Only a couple of weeks after his return my husband’s cordial façade began to fracture. There were moments in between his niceness when the snippy, sarcastic, bully would return, and I made it a point to immediately confront him. I also soon discovered him drinking again. At that point, he insisted that I read a chapter in his AA book that basically proclaimed that family members needed to be supportive, even when the alcoholic relapses, recognizing that it is not the alcoholic acting out, but the alcohol, the disease at work. After reading the chapter, he asked me what I thought, and I told him straight out that I wasn’t buying it. He became angry with me for not going along with the program, and I told him that was too bad.

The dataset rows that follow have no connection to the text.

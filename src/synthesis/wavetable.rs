//! Wavetable oscillator that resamples a chime waveform to any pitch.
//!
//! The oscillator keeps a fractional phase into one cycle of samples. Each
//! output sample reads the table at that phase with linear interpolation,
//! then advances the phase by `frequency × table_len / sample_rate`, wrapping
//! at the end of the table. The table itself is shared, so every voice of a
//! synth plays from one allocation.

use crate::chime::WaveformTable;
use crate::{AudioSignal, Pitched, Signal};
use std::sync::Arc;

/// Plays one cycle of samples at an arbitrary frequency.
///
/// # Examples
///
/// ```
/// use windchime::{Signal, WaveformTable, WavetableOscillator};
///
/// let table = WaveformTable::sine(128, 1.0).unwrap();
/// let mut osc = WavetableOscillator::new(&table, 440.0, 11020.0);
///
/// let first = osc.next_sample();
/// assert_eq!(first, 0.0);
/// assert!(osc.next_sample() > 0.0);
/// ```
#[derive(Debug, Clone)]
pub struct WavetableOscillator {
    /// One complete cycle, normalized to [-1.0, 1.0]
    table: Arc<[f64]>,
    /// Current position in the table (0.0 to table.len())
    phase: f64,
    phase_increment: f64,
    sample_rate: f64,
}

impl WavetableOscillator {
    /// Creates an oscillator over a copy of `waveform`, normalized to [-1.0, 1.0].
    pub fn new(waveform: &WaveformTable, frequency: f64, sample_rate: f64) -> Self {
        Self::from_shared(Arc::from(waveform.to_normalized()), frequency, sample_rate)
    }

    /// Creates an oscillator over an existing shared table.
    ///
    /// The table must not be empty.
    pub(crate) fn from_shared(table: Arc<[f64]>, frequency: f64, sample_rate: f64) -> Self {
        debug_assert!(!table.is_empty(), "wavetable cannot be empty");
        let phase_increment = frequency * table.len() as f64 / sample_rate;

        Self {
            table,
            phase: 0.0,
            phase_increment,
            sample_rate,
        }
    }

    pub fn table_size(&self) -> usize {
        self.table.len()
    }

    /// Restarts the cycle from its first sample.
    pub fn reset(&mut self) {
        self.phase = 0.0;
    }

    #[inline]
    fn read_sample(&self) -> f64 {
        let table_size = self.table.len();
        let index0 = self.phase.floor() as usize % table_size;
        let index1 = (index0 + 1) % table_size;
        let frac = self.phase.fract();

        let sample0 = self.table[index0];
        let sample1 = self.table[index1];

        sample0 + frac * (sample1 - sample0)
    }
}

impl Signal for WavetableOscillator {
    fn next_sample(&mut self) -> f64 {
        let sample = self.read_sample();

        self.phase += self.phase_increment;
        let table_size = self.table.len() as f64;
        // rem_euclid also covers increments longer than one cycle
        if self.phase >= table_size {
            self.phase = self.phase.rem_euclid(table_size);
        }

        sample
    }
}

impl AudioSignal for WavetableOscillator {
    fn sample_rate(&self) -> f64 {
        self.sample_rate
    }
}

impl Pitched for WavetableOscillator {
    fn set_frequency(&mut self, frequency: f64) {
        self.phase_increment = frequency * self.table.len() as f64 / self.sample_rate;
    }

    fn frequency(&self) -> f64 {
        self.phase_increment * self.sample_rate / self.table.len() as f64
    }
}

#[cfg(test)]
mod tests {
    use super::*;

    #[test]
    fn test_phase_increment_matches_frequency() {
        let table = WaveformTable::sine(128, 1.0).unwrap();
        let osc = WavetableOscillator::new(&table, 86.09375, 11020.0);
        // 86.09375 Hz × 128 / 11020 = 1 table step per sample
        assert!((osc.phase_increment - 1.0).abs() < 1e-12);
        assert_eq!(osc.table_size(), 128);
    }

    #[test]
    fn test_unit_step_reads_table_verbatim() {
        let table = WaveformTable::sine(128, 1.0).unwrap();
        let normalized = table.to_normalized();
        let mut osc = WavetableOscillator::new(&table, 86.09375, 11020.0);

        for expected in normalized.iter().chain(normalized.iter()) {
            assert!((osc.next_sample() - expected).abs() < 1e-9);
        }
    }

    #[test]
    fn test_linear_interpolation_between_samples() {
        let table = WaveformTable::sine(4, 1.0).unwrap();
        // Half a table step per sample
        let mut osc = WavetableOscillator::new(&table, 1.0, 8.0);
        let peak = 31000.0 / 32768.0;

        assert_eq!(osc.next_sample(), 0.0);
        assert!((osc.next_sample() - peak / 2.0).abs() < 1e-12);
        assert!((osc.next_sample() - peak).abs() < 1e-12);
    }

    #[test]
    fn test_output_stays_in_range_at_high_pitch() {
        let table = WaveformTable::sine(128, 1.0).unwrap();
        let mut osc = WavetableOscillator::new(&table, 9000.0, 11020.0);
        for _ in 0..10_000 {
            let s = osc.next_sample();
            assert!((-1.0..=1.0).contains(&s));
        }
    }

    #[test]
    fn test_reset_restarts_cycle() {
        let table = WaveformTable::sine(128, 1.0).unwrap();
        let mut osc = WavetableOscillator::new(&table, 440.0, 11020.0);
        let first = osc.next_sample();
        osc.next_sample();
        osc.reset();
        assert_eq!(osc.next_sample(), first);
    }

    #[test]
    fn test_reports_sample_rate() {
        let table = WaveformTable::sine(16, 0.5).unwrap();
        let osc = WavetableOscillator::new(&table, 440.0, 44100.0);
        assert_eq!(osc.sample_rate(), 44100.0);
        assert_eq!(osc.samples_for(0.5), 22050);
    }
}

“But I’m going to have relapses,” he fervently insisted as he paced our bedroom floor.
“Not in this house, you’re not,” I bluntly responded.
Then off he went about how unreasonable and inflexible and selfish I was. From that moment on, he sought to claim a wide berth, a presumption that there was going to be a measure of failure involved in his recovery (including an expectation of occasional abuse) that, according to him, I was obligated to tolerate. Such incidents were not to be viewed as a big deal. His premise was that, as long as he said he was “trying,” I had no right to expect anything more. His verbalization of effort was deemed sufficient to presume him essentially innocent.

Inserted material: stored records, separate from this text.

//! Offline rendering of signals into sample buffers.

use crate::{AudioSignal, Signal};

/// Renders `seconds` of audio from `signal` at its own sample rate.
///
/// # Examples
///
/// ```
/// use windchime::{Chime, ChimeConfig, PolySynth, render};
///
/// let mut chime = Chime::new(ChimeConfig::default(), |table, rate| {
///     Ok(PolySynth::new(table, rate))
/// })
/// .unwrap();
/// chime.strike(76, 1.0).unwrap();
///
/// let samples = render(chime.synth_mut(), 0.5);
/// assert_eq!(samples.len(), 5510);
/// ```
pub fn render<S: AudioSignal + ?Sized>(signal: &mut S, seconds: f64) -> Vec<f64> {
    let mut buffer = vec![0.0; signal.samples_for(seconds)];
    signal.process(&mut buffer);
    buffer
}

/// Fills `buffer` from `signal`.
pub fn render_into<S: Signal + ?Sized>(signal: &mut S, buffer: &mut [f64]) {
    signal.process(buffer);
}

/// Converts samples in [-1.0, 1.0] to signed 16-bit PCM, clipping anything louder.
///
/// # Examples
///
/// ```
/// use windchime::to_i16;
///
/// assert_eq!(to_i16(&[0.0, 0.5, 1.0, -1.0, 3.0]), vec![0, 16383, 32767, -32767, 32767]);
/// ```
pub fn to_i16(samples: &[f64]) -> Vec<i16> {
    samples
        .iter()
        .map(|s| (s.clamp(-1.0, 1.0) * f64::from(i16::MAX)) as i16)
        .collect()
}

In the weeks that followed, after I would point out the ongoing manifestations of his regression, my husband would say something like, “What more do you want from me? I’m trying.” But I know now that he was only greasing the slide that would have sent us back to the depths from which our children and I had only recently begun to ascend. Three months after we “reconciled,” I asked him to leave again, a condition of our arrangement, and he did. He never returned.
I know now that the truly repentant person willing to accept responsibility for an offense says, “I’m sorry,” while the game-player who wishes to simply create a presumption of innocence and effort will be inclined to say, “I’m trying.”
The abuser’s intent is to establish an expectation of occasional outbursts and failings that must be found acceptable by his victim(s). It is supremely ironic that the man who cannot see past his nose to perceive the depth of harm he has caused expects his victims to accommodate his now seemingly fragile ego. He will assert that confronting him when he acts out only serves to discourage him, and his motivation will almost certainly wither. Of course, in that event, he will have someone to blame other than himself.
The victim needs to understand that each and every verbal slip or behavioral setback on the abuser’s part is a test of her conviction. When confronted, he will bemoan her lack of empathy and question why she doesn’t instead commend him for the most menial effort. In truth, he resents the expectations placed on him, and his push for ever more grace represents nothing more than an incremental return to the patterns which he prefers and has grown hurtfully accustomed.
“I’m trying” is nothing but a ploy, a lie, a show. He is conveying that the effort he is required to put forth to remain in the relationship is only a drag on his real intentions. On the other hand, if a recovering abuser truly sees the harm he has done and is committed to repairing the damage, he won’t have to try to love his family, nor will he resent those who are counting on him to demonstrate an appropriate measure of respect and care and protection.
If an abuser has to remind you that he is trying, he isn’t.